TASK TO COMPLETE: The first line of the entries through the line bearing "use super::names::NameRegistry;": copy these lines exactly and return nothing else.

(Stored items)
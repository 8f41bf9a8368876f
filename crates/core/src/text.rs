//! Bereinigung von Benutzereingaben

/// Entfernt Leerraum an den Raendern und kuerzt auf `max` Zeichen
///
/// Gekuerzt wird nach Unicode-Zeichen, nicht nach Bytes. Ein leeres
/// Ergebnis bedeutet, dass die Eingabe verworfen werden muss.
pub fn bereinigen(roh: &str, max: usize) -> String {
    roh.trim().chars().take(max).collect()
}
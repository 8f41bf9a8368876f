//! Presence-Koordinator – Beitritt, Umbenennung, Trennung, Admin-Aktionen
//!
//! Vereint `NameRegistry`, `ModeratorAuthority` und `GroupState` hinter
//! einem einzigen Mutex. Jeder Uebergang prueft, reserviert, aendert Rollen
//! und legt die Zustellungen fest, ohne den Lock dazwischen abzugeben. Die
//! eigentliche Zustellung an die Verbindungen passiert danach ausserhalb.
//!
//! ## Zustaende pro Verbindung
//! ```text
//! Anonym --Join--> Benannt --Disconnect--> (entfernt)
//!                   Benannt --Join/Rename--> Benannt
//! ```
//! Eine Verbindung ist genau dann benannt, wenn die Registry einen Eintrag
//! fuer sie hat.

use std::sync::Arc;

use lobby_core::{bereinigen, ConnectionId, LobbyError};
use lobby_protocol::control::{
    AcceptedEvent, ControlPayload, GroupStateChange, GroupStateEvent, PresenceList,
    RejectionEvent,
};
use parking_lot::Mutex;

use super::authority::ModeratorAuthority;
use super::group::GroupState;
use super::names::NameRegistry;

// ---------------------------------------------------------------------------
// Konfiguration
// ---------------------------------------------------------------------------

/// Grenzwerte und Startwerte des Presence-Kerns
#[derive(Debug, Clone)]
pub struct PresenceConfig {
    /// Reservierter Moderator-Name
    pub moderator_name: String,
    /// Startname der Gruppe
    pub gruppenname: String,
    /// Start-Avatar der Gruppe (leer = keiner)
    pub gruppen_avatar_url: String,
    pub max_name_laenge: usize,
    pub max_gruppenname_laenge: usize,
    pub max_avatar_laenge: usize,
    /// Anzahl Nachrichten im Verlauf fuer Beitretende
    pub verlauf_limit: i64,
    /// Hoechstes Namens-Suffix (`#2` bis `#max_suffix`)
    pub max_suffix: u32,
}

impl Default for PresenceConfig {
    fn default() -> Self {
        Self {
            moderator_name: "Moderator".into(),
            gruppenname: "Allgemeiner Chat".into(),
            gruppen_avatar_url: String::new(),
            max_name_laenge: 32,
            max_gruppenname_laenge: 64,
            max_avatar_laenge: 256,
            verlauf_limit: 200,
            max_suffix: 999,
        }
    }
}

// ---------------------------------------------------------------------------
// Entscheidung
// ---------------------------------------------------------------------------

/// Empfaenger einer Zustellung
#[derive(Debug, Clone, Copy, PartialEq, Eq)]
pub enum Ziel {
    Verbindung(ConnectionId),
    Alle,
}

#[derive(Debug, Clone)]
pub struct Zustellung {
    pub ziel: Ziel,
    pub payload: ControlPayload,
}

/// Ergebnis eines Uebergangs: was an wen geht, in dieser Reihenfolge
#[derive(Debug, Clone, Default)]
pub struct Entscheidung {
    pub zustellungen: Vec<Zustellung>,
    /// Der Ausloeser soll zusaetzlich den Nachrichten-Verlauf bekommen
    pub verlauf_senden: bool,
}

impl Entscheidung {
    /// Keine Zustandsaenderung, nichts zu senden
    pub fn keine() -> Self {
        Self::default()
    }

    pub fn ist_leer(&self) -> bool {
        self.zustellungen.is_empty() && !self.verlauf_senden
    }

    fn an(mut self, conn: ConnectionId, payload: ControlPayload) -> Self {
        self.zustellungen.push(Zustellung {
            ziel: Ziel::Verbindung(conn),
            payload,
        });
        self
    }

    fn an_alle(mut self, payload: ControlPayload) -> Self {
        self.zustellungen.push(Zustellung {
            ziel: Ziel::Alle,
            payload,
        });
        self
    }

    fn abgelehnt(conn: ConnectionId, grund: impl Into<String>) -> Self {
        Self::keine().an(
            conn,
            ControlPayload::NameRejected(RejectionEvent {
                reason: grund.into(),
            }),
        )
    }
}

// ---------------------------------------------------------------------------
// Zustand hinter dem Lock
// ---------------------------------------------------------------------------

#[derive(Debug)]
struct PresenceState {
    namen: NameRegistry,
    autoritaet: ModeratorAuthority,
    gruppe: GroupState,
    /// Revision der zuletzt verteilten Namensliste
    revision: u64,
}

impl PresenceState {
    /// Naechste Namensliste; erhoeht die Revision
    fn naechste_liste(&mut self) -> ControlPayload {
        self.revision += 1;
        ControlPayload::PresenceChanged(PresenceList {
            revision: self.revision,
            names: self.namen.namen_sortiert(),
        })
    }

    /// Der reservierte Name ist frei fuer `conn` (Platz und Registry)
    fn reservierter_name_frei(&self, conn: ConnectionId) -> bool {
        let reserviert = self.autoritaet.reservierter_name();
        self.autoritaet.kann_beanspruchen(conn)
            && self.namen.inhaber(reserviert).map_or(true, |c| c == conn)
    }

    fn akzeptiert(&self, conn: ConnectionId, name: String) -> ControlPayload {
        ControlPayload::Accepted(AcceptedEvent {
            username: name,
            is_moderator: self.autoritaet.hat_rolle(conn),
        })
    }
}

// ---------------------------------------------------------------------------
// PresenceCoordinator
// ---------------------------------------------------------------------------

/// Gemeinsamer Presence- und Autoritaetszustand
///
/// Clone teilt den inneren Zustand.
#[derive(Clone)]
pub struct PresenceCoordinator {
    config: Arc<PresenceConfig>,
    state: Arc<Mutex<PresenceState>>,
}

fn name_vergeben(name: &str) -> String {
    LobbyError::NameVergeben(name.to_string()).to_string()
}
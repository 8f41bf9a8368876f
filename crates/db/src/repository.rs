//! Repository-Trait-Definitionen
//!
//! Entkoppelt die Chat-Logik von der konkreten Datenbank. Fehler werden an
//! den Aufrufer gemeldet und nie intern wiederholt.

use lobby_core::MessageId;

use crate::error::DbError;
use crate::models::{BenutzerRecord, NachrichtRecord, NeueNachricht};

/// Result-Typ fuer alle Repository-Operationen
pub type DbResult<T> = Result<T, DbError>;

/// Konfiguration fuer die Datenbankverbindung
#[derive(Debug, Clone)]
pub struct DatabaseConfig {
    /// Verbindungs-URL (z.B. "sqlite://lobby.db")
    pub url: String,
    /// Maximale Anzahl gleichzeitiger Verbindungen im Pool
    pub max_verbindungen: u32,
    /// Ob WAL-Modus aktiviert werden soll
    pub sqlite_wal: bool,
}

impl Default for DatabaseConfig {
    fn default() -> Self {
        Self {
            url: "sqlite://lobby.db".into(),
            max_verbindungen: 5,
            sqlite_wal: true,
        }
    }
}

/// Nachrichten-Speicher
#[allow(async_fn_in_trait)]
pub trait MessageRepository: Send + Sync {
    /// Speichert eine Nachricht und gibt den vollstaendigen Datensatz zurueck
    async fn append(&self, data: NeueNachricht<'_>) -> DbResult<NachrichtRecord>;

    /// Die neuesten `limit` Nachrichten, aelteste zuerst
    async fn recent(&self, limit: i64) -> DbResult<Vec<NachrichtRecord>>;

    /// Loescht eine Nachricht; `false` wenn sie nicht existierte
    async fn delete_one(&self, id: MessageId) -> DbResult<bool>;

    /// Loescht alle Nachrichten und gibt die Anzahl zurueck
    async fn delete_all(&self) -> DbResult<u64>;
}

/// Login-Speicher (unabhaengig von der Live-Presence)
#[allow(async_fn_in_trait)]
pub trait UserRepository: Send + Sync {
    /// Registriert den Nickname falls noetig und gibt den Datensatz zurueck
    ///
    /// Idempotent: wiederholte Aufrufe aendern den Rang nicht.
    async fn upsert(&self, nickname: &str) -> DbResult<BenutzerRecord>;

    /// Laedt einen Benutzer anhand des Nicknames
    async fn get_by_nickname(&self, nickname: &str) -> DbResult<Option<BenutzerRecord>>;
}
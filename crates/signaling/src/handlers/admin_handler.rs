//! Admin-Handler – Befoerdern und Umbenennen anderer Teilnehmer
//!
//! Ohne Moderator-Rolle bleiben beide Aktionen wirkungslos.

use lobby_core::ConnectionId;
use lobby_db::MessageRepository;
use lobby_protocol::control::{AdminPromoteRequest, AdminRenameRequest};
use std::sync::Arc;

use crate::server_state::SignalingState;

pub fn handle_admin_promote<R>(
    request: AdminPromoteRequest,
    connection_id: ConnectionId,
    state: &Arc<SignalingState<R>>,
) where
    R: MessageRepository + 'static,
{
    let entscheidung = state.presence.befoerdern(connection_id, &request.username);
    state.broadcaster.zustellen(entscheidung);
}

pub fn handle_admin_rename<R>(
    request: AdminRenameRequest,
    connection_id: ConnectionId,
    state: &Arc<SignalingState<R>>,
) where
    R: MessageRepository + 'static,
{
    let entscheidung = state.presence.admin_umbenennen(
        connection_id,
        &request.old_username,
        &request.new_username,
    );
    state.broadcaster.zustellen(entscheidung);
}
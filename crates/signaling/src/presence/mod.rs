//! Presence- und Autoritaetskern
//!
//! Wer ist online, unter welchem Namen, und wer darf moderieren?
//!
//! - [`NameRegistry`] – eindeutige Anzeigenamen mit `#n`-Suffixen
//! - [`ModeratorAuthority`] – exklusiver Moderator-Platz und Rollen-Flags
//! - [`GroupState`] – Name und Avatar der Gruppe
//! - [`PresenceCoordinator`] – setzt alles zu den Protokoll-Uebergaengen
//!   zusammen und entscheidet, was an wen verteilt wird

pub mod authority;
pub mod coordinator;
pub mod group;
pub mod names;

pub use authority::ModeratorAuthority;
pub use coordinator::{Entscheidung, PresenceConfig, PresenceCoordinator, Ziel, Zustellung};
pub use group::GroupState;
pub use names::NameRegistry;
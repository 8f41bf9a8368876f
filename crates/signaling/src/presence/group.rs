//! Gruppenzustand (Name und Avatar der Gruppe)

use lobby_core::bereinigen;
use lobby_protocol::control::GroupStateEvent;

#[derive(Debug, Clone, PartialEq, Eq)]
pub struct GroupState {
    name: String,
    avatar_url: String,
}

impl GroupState {
    pub fn neu(name: impl Into<String>, avatar_url: impl Into<String>) -> Self {
        Self {
            name: name.into(),
            avatar_url: avatar_url.into(),
        }
    }

    pub fn name(&self) -> &str {
        &self.name
    }

    pub fn avatar_url(&self) -> &str {
        &self.avatar_url
    }

    /// Setzt den Gruppennamen; ein nach dem Bereinigen leerer Name wird ignoriert
    pub fn umbenennen(&mut self, roh: &str, max_laenge: usize) -> Option<&str> {
        let name = bereinigen(roh, max_laenge);
        if name.is_empty() {
            return None;
        }
        self.name = name;
        Some(&self.name)
    }

    /// Setzt den Avatar; leer entfernt ihn
    pub fn avatar_setzen(&mut self, roh: &str, max_laenge: usize) -> &str {
        self.avatar_url = bereinigen(roh, max_laenge);
        &self.avatar_url
    }

    /// Vollstaendiger Zustand fuer einen beitretenden Client
    pub fn snapshot(&self, moderator_name: &str) -> GroupStateEvent {
        GroupStateEvent {
            name: self.name.clone(),
            avatar_url: self.avatar_url.clone(),
            moderator_name: moderator_name.to_string(),
        }
    }
}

TASK RESPONSE:
repository 8f41bf9a8368876f
filename crates/core/src/text.rs
//! Bereinigung von Benutzereingaben

/// Entfernt Leerraum an den Raendern und kuerzt auf `max` Zeichen
///
/// Gekuerzt wird nach Unicode-Zeichen, nicht nach Bytes. Ein leeres
/// Ergebnis bedeutet, dass die Eingabe verworfen werden muss.
pub fn bereinigen(roh: &str, max: usize) -> String {
    roh.trim().chars().take(max).collect()
}
repository 8f41bf9a8368876f
//! Presence-Koordinator – Beitritt, Umbenennung, Trennung, Admin-Aktionen
//!
//! Vereint `NameRegistry`, `ModeratorAuthority` und `GroupState` hinter
//! einem einzigen Mutex. Jeder Uebergang prueft, reserviert, aendert Rollen
//! und legt die Zustellungen fest, ohne den Lock dazwischen abzugeben. Die
//! eigentliche Zustellung an die Verbindungen passiert danach ausserhalb.
//!
//! ## Zustaende pro Verbindung
//! ```text
//! Anonym --Join--> Benannt --Disconnect--> (entfernt)
//!                   Benannt --Join/Rename--> Benannt
//! ```
//! Eine Verbindung ist genau dann benannt, wenn die Registry einen Eintrag
//! fuer sie hat.

use std::sync::Arc;

use lobby_core::{bereinigen, ConnectionId, LobbyError};
use lobby_protocol::control::{
    AcceptedEvent, ControlPayload, GroupStateChange, GroupStateEvent, PresenceList,
    RejectionEvent,
};
use parking_lot::Mutex;

use super::authority::ModeratorAuthority;
use super::group::GroupState;
use super::names::NameRegistry;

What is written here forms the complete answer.